Anchecinemaroyal - ex cinema teatro royal - www.anchecinemaroyal.it
Corso Italia, 112 70123 Bari Italy
1 giugno 2016 - Ore 21:00 - Unico Spettacolo ingresso intero
euro 12,00 - ridotto e convenzioni euro 10,00

Si ricorda che il numero dei posti è limitato ed è consigliabile la prenotazione con sms su 328 2549669 indicando cognome e numero posti da prenotare.

“se la legge non ammette ignoranza l'ignoranza non ammette la legge”
di e con
Mimmo Mancini e Paolo De Vita
regia, Gisella Gobbi
costumi, Cesare Tanoni
luci, Paolo Macioci
Si ricorda che il numero dei posti è limitato ed è consigliabile la prenotazione:
tel. 328 2549669 con sms indicando cognome e numero posti da prenotare
Un’unica serata, un appuntamento da non perdere, per rivedere in scena, come già avvenuto in passato, i fratelli Capitoni.

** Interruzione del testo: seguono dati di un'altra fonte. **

//! Continuation signal detection
//!
//! Turns a fetched body into a [`ContinuationSignal`] using declarative
//! rules: markers for "not found" and "pagination disabled", a locator for
//! the next cursor, and a content fingerprint.

use crate::error::{Error, Result};
use crate::extract::lookup_path;
use crate::pagination::ContinuationSignal;
use scraper::{Html, Selector};
use serde::{Deserialize, Serialize};
use serde_json::Value;

/// A marker looked for in a fetched page
#[derive(Debug, Clone, PartialEq, Eq, Serialize, Deserialize)]
#[serde(tag = "type", rename_all = "snake_case")]
pub enum Marker {
    /// An element matching the selector exists
    Css { selector: String },
    /// No element matches the selector
    CssAbsent { selector: String },
    /// The JSON body has a non-null value at the path
    JsonPath { path: String },
    /// The JSON body has no value (or null) at the path
    JsonPathAbsent { path: String },
    /// The body contains the literal text
    Text { value: String },
}

impl Marker {
    /// Marker matching when a CSS selector matches
    pub fn css(selector: impl Into<String>) -> Self {
        Self::Css {
            selector: selector.into(),
        }
    }

    /// Marker matching when a CSS selector matches nothing
    pub fn css_absent(selector: impl Into<String>) -> Self {
        Self::CssAbsent {
            selector: selector.into(),
        }
    }

    /// Marker matching when a JSON path holds a value
    pub fn json_path(path: impl Into<String>) -> Self {
        Self::JsonPath { path: path.into() }
    }

    /// Marker matching when a JSON path holds nothing
    pub fn json_path_absent(path: impl Into<String>) -> Self {
        Self::JsonPathAbsent { path: path.into() }
    }

    /// Marker matching literal text
    pub fn text(value: impl Into<String>) -> Self {
        Self::Text {
            value: value.into(),
        }
    }
}

/// Where the next cursor lives in a page
#[derive(Debug, Clone, PartialEq, Eq, Serialize, Deserialize)]
#[serde(tag = "type", rename_all = "snake_case")]
pub enum CursorLocator {
    /// String or number at a JSON path
    JsonPath { path: String },
    /// Attribute of the first element matching a selector
    CssAttr { selector: String, attr: String },
}

/// How a page's content is measured
#[derive(Debug, Clone, Default, PartialEq, Eq, Serialize, Deserialize)]
#[serde(tag = "type", rename_all = "snake_case")]
pub enum Fingerprint {
    /// No measurement
    #[default]
    None,
    /// Body length in bytes
    BodyLength,
    /// Number of elements matching a selector (e.g. loaded rows)
    CssCount { selector: String },
    /// Number at a JSON path, or length of the array there
    JsonPath { path: String },
}

/// Declarative continuation rules for a source
#[derive(Debug, Clone, Default, PartialEq, Eq, Serialize, Deserialize)]
#[serde(default)]
pub struct SignalRules {
    /// Any of these markers means the page does not exist
    pub not_found: Vec<Marker>,
    /// Any of these markers means there is no next page
    pub pagination_disabled: Vec<Marker>,
    /// HTTP statuses reported as "not found" instead of failing the fetch
    pub not_found_statuses: Vec<u16>,
    /// Where to read the next cursor from
    pub next_cursor: Option<CursorLocator>,
    /// Content measurement
    pub fingerprint: Fingerprint,
}

impl SignalRules {
    /// Create empty rules
    pub fn new() -> Self {
        Self::default()
    }

    /// Add a "not found" marker
    #[must_use]
    pub fn not_found(mut self, marker: Marker) -> Self {
        self.not_found.push(marker);
        self
    }

    /// Add a "pagination disabled" marker
    #[must_use]
    pub fn pagination_disabled(mut self, marker: Marker) -> Self {
        self.pagination_disabled.push(marker);
        self
    }

    /// Report an HTTP status as "not found"
    #[must_use]
    pub fn not_found_status(mut self, status: u16) -> Self {
        self.not_found_statuses.push(status);
        self
    }

    /// Set the next cursor locator
    #[must_use]
    pub fn next_cursor(mut self, locator: CursorLocator) -> Self {
        self.next_cursor = Some(locator);
        self
    }

    /// Set the fingerprint mode
    #[must_use]
    pub fn fingerprint(mut self, fingerprint: Fingerprint) -> Self {
        self.fingerprint = fingerprint;
        self
    }

    /// Compile the rules, parsing every selector once
    pub fn compile(&self) -> Result<SignalDetector> {
        let not_found = self
            .not_found
            .iter()
            .map(CompiledMarker::compile)
            .collect::<Result<Vec<_>>>()?;
        let pagination_disabled = self
            .pagination_disabled
            .iter()
            .map(CompiledMarker::compile)
            .collect::<Result<Vec<_>>>()?;

        let next_cursor = match &self.next_cursor {
            None => None,
            Some(CursorLocator::JsonPath { path }) => Some(CompiledCursor::Json(path.clone())),
            Some(CursorLocator::CssAttr { selector, attr }) => Some(CompiledCursor::CssAttr {
                selector: parse_selector(selector)?,
                attr: attr.clone(),
            }),
        };

        let fingerprint = match &self.fingerprint {
            Fingerprint::None => CompiledFingerprint::None,
            Fingerprint::BodyLength => CompiledFingerprint::BodyLength,
            Fingerprint::CssCount { selector } => {
                CompiledFingerprint::CssCount(parse_selector(selector)?)
            }
            Fingerprint::JsonPath { path } => CompiledFingerprint::Json(path.clone()),
        };

        Ok(SignalDetector {
            not_found,
            pagination_disabled,
            not_found_statuses: self.not_found_statuses.clone(),
            next_cursor,
            fingerprint,
        })
    }
}

/// Parse a CSS selector into a crate error on failure
pub(crate) fn parse_selector(selector: &str) -> Result<Selector> {
    Selector::parse(selector).map_err(|e| Error::selector(selector, format!("{e:?}")))
}

#[derive(Debug, Clone)]
enum CompiledMarker {
    Css(Selector),
    CssAbsent(Selector),
    Json(String),
    JsonAbsent(String),
    Text(String),
}

impl CompiledMarker {
    fn compile(marker: &Marker) -> Result<Self> {
        Ok(match marker {
            Marker::Css { selector } => Self::Css(parse_selector(selector)?),
            Marker::CssAbsent { selector } => Self::CssAbsent(parse_selector(selector)?),
            Marker::JsonPath { path } => Self::Json(path.clone()),
            Marker::JsonPathAbsent { path } => Self::JsonAbsent(path.clone()),
            Marker::Text { value } => Self::Text(value.clone()),
        })
    }

    fn needs_html(&self) -> bool {
        matches!(self, Self::Css(_) | Self::CssAbsent(_))
    }

    fn needs_json(&self) -> bool {
        matches!(self, Self::Json(_) | Self::JsonAbsent(_))
    }

    fn matches(&self, body: &ParsedBody<'_>) -> bool {
        match self {
            Self::Css(selector) => body
                .html
                .as_ref()
                .is_some_and(|doc| doc.select(selector).next().is_some()),
            Self::CssAbsent(selector) => body
                .html
                .as_ref()
                .is_some_and(|doc| doc.select(selector).next().is_none()),
            // JSON markers only apply to bodies that parsed as JSON
            Self::Json(path) => body
                .json
                .as_ref()
                .is_some_and(|json| has_value(json, path)),
            Self::JsonAbsent(path) => body
                .json
                .as_ref()
                .is_some_and(|json| !has_value(json, path)),
            Self::Text(value) => body.raw.contains(value.as_str()),
        }
    }
}

#[derive(Debug, Clone)]
enum CompiledCursor {
    Json(String),
    CssAttr { selector: Selector, attr: String },
}

#[derive(Debug, Clone)]
enum CompiledFingerprint {
    None,
    BodyLength,
    CssCount(Selector),
    Json(String),
}

/// Compiled continuation rules, ready to evaluate pages
#[derive(Debug, Clone)]
pub struct SignalDetector {
    not_found: Vec<CompiledMarker>,
    pagination_disabled: Vec<CompiledMarker>,
    not_found_statuses: Vec<u16>,
    next_cursor: Option<CompiledCursor>,
    fingerprint: CompiledFingerprint,
}

impl Default for SignalDetector {
    fn default() -> Self {
        Self {
            not_found: Vec::new(),
            pagination_disabled: Vec::new(),
            not_found_statuses: Vec::new(),
            next_cursor: None,
            fingerprint: CompiledFingerprint::None,
        }
    }
}

struct ParsedBody<'a> {
    raw: &'a str,
    html: Option<Html>,
    json: Option<Value>,
}

impl SignalDetector {
    /// Whether an HTTP status should be read as "page not found"
    pub fn is_not_found_status(&self, status: u16) -> bool {
        self.not_found_statuses.contains(&status)
    }

    /// Evaluate a page body
    pub fn evaluate(&self, body: &str) -> ContinuationSignal {
        let parsed = self.parse(body);

        ContinuationSignal {
            not_found: self.not_found.iter().any(|m| m.matches(&parsed)),
            pagination_disabled: self.pagination_disabled.iter().any(|m| m.matches(&parsed)),
            fingerprint: self.measure(&parsed),
            next_cursor: self.locate_cursor(&parsed),
        }
    }

    fn parse<'a>(&self, body: &'a str) -> ParsedBody<'a> {
        let markers = self.not_found.iter().chain(&self.pagination_disabled);
        let mut needs_html = false;
        let mut needs_json = false;
        for marker in markers {
            needs_html |= marker.needs_html();
            needs_json |= marker.needs_json();
        }
        match &self.next_cursor {
            Some(CompiledCursor::Json(_)) => needs_json = true,
            Some(CompiledCursor::CssAttr { .. }) => needs_html = true,
            None => {}
        }
        match &self.fingerprint {
            CompiledFingerprint::Json(_) => needs_json = true,
            CompiledFingerprint::CssCount(_) => needs_html = true,
            _ => {}
        }

        ParsedBody {
            raw: body,
            html: needs_html.then(|| Html::parse_document(body)),
            json: if needs_json {
                serde_json::from_str(body).ok()
            } else {
                None
            },
        }
    }

    fn measure(&self, body: &ParsedBody<'_>) -> Option<u64> {
        match &self.fingerprint {
            CompiledFingerprint::None => None,
            CompiledFingerprint::BodyLength => Some(body.raw.len() as u64),
            CompiledFingerprint::CssCount(selector) => body
                .html
                .as_ref()
                .map(|doc| doc.select(selector).count() as u64),
            CompiledFingerprint::Json(path) => {
                body.json
                    .as_ref()
                    .and_then(|json| lookup_path(json, path))
                    .and_then(|value| match value {
                        Value::Number(n) => n.as_u64(),
                        Value::Array(items) => Some(items.len() as u64),
                        Value::String(s) => s.trim().parse().ok(),
                        _ => None,
                    })
            }
        }
    }

    fn locate_cursor(&self, body: &ParsedBody<'_>) -> Option<String> {
        let cursor = match self.next_cursor.as_ref()? {
            CompiledCursor::Json(path) => {
                match lookup_path(body.json.as_ref()?, path)? {
                    Value::String(s) => s,
                    Value::Number(n) => n.to_string(),
                    _ => return None,
                }
            }
            CompiledCursor::CssAttr { selector, attr } => body
                .html
                .as_ref()?
                .select(selector)
                .next()?
                .value()
                .attr(attr)?
                .to_string(),
        };
        (!cursor.is_empty()).then_some(cursor)
    }
}

fn has_value(json: &Value, path: &str) -> bool {
    lookup_path(json, path).is_some_and(|v| !v.is_null())
}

Mimmo Mancini e Paolo De Vita sono in un’aula di tribunale con centro in alto una scritta da Pub: “ La legge è uguale per tutti”. Un paravento dietro al quale s’intravedono due uomini pronti a tutto, pur di rimediare vitto alloggio e una paghetta. Uno specchio deformato della storia del popolo italiano, furbetto, pavido, approfittatore, sinonimo di un paese bloccato incapace di andare avanti o tornare indietro.Carlo e Cosimo Capitoni, due fratelli cinquantenni, eternamente disoccupati, hanno deciso di denunciare l’Italia in un’aula di tribunale rivelando alla corte di essere entrati in possesso di un archivio generale di tutti i segreti di Stato, le sue magagne e quelle di ogni cittadino italiano. Essendo anche loro autentici italiani si autodenunciano, pretendendo di essere testimoni protetti, pentiti, collusi e imputati colpevoli allo stesso tempo, pur di ottenere questa volta la meritata galera. Per carità che non venga in mente alla corte di condannarli agli arresti domiciliari. Non saprebbero, dove andare, sempre che non provveda “l’assessore”, loro eterno nemico/amico con almeno un bell'alberghetto magari a Capri a mezza pensione! La corte si è ritirata per decidere da un tempo infinito la sentenza che non arriva; allora i due si rivolgono al pubblico, in una pubblica confessione. Diciamo la verità, cosa è un cittadino italiano se lo guardi bene? Un birillo! Un birillo inerme che spera di scansare la palla che invece sicuramente lo travolgerà! Che fare? Stare fermi o andare avanti? Rievocando la loro storia, la loro infanzia che parte da una Puglia lontana, riesumano nella memoria collettiva anni ed episodi lontani: li vedremo coinvolti nei primi sbarchi degli albanesi a Brindisi e Bari, lottare contro una cartella pazza di Equitalia , nel processo per il rogo del Teatro Petruzzelli, o come disoccupati dimenticati che si congelano in una cella frigorifera colma di pesce, sperando in un futuro migliore che non è ancora arrivato. Una guerra continua quella dei fratelli Capitoni. Una guerra di trincea, dove i nemici invasori, sparano anche alle spalle: fuoco amico? In attesa di una sentenza che non arriverà mai, sarà il pubblico a emettere il suo verdetto.
Prodotto da Fattore K e AncheCinema, scritto e interpretato da Mimmo Mancini e Paolo De Vita, per la regia di Gisella Gobbi, costumi Cesare Tanoni, luci Paolo Macioci.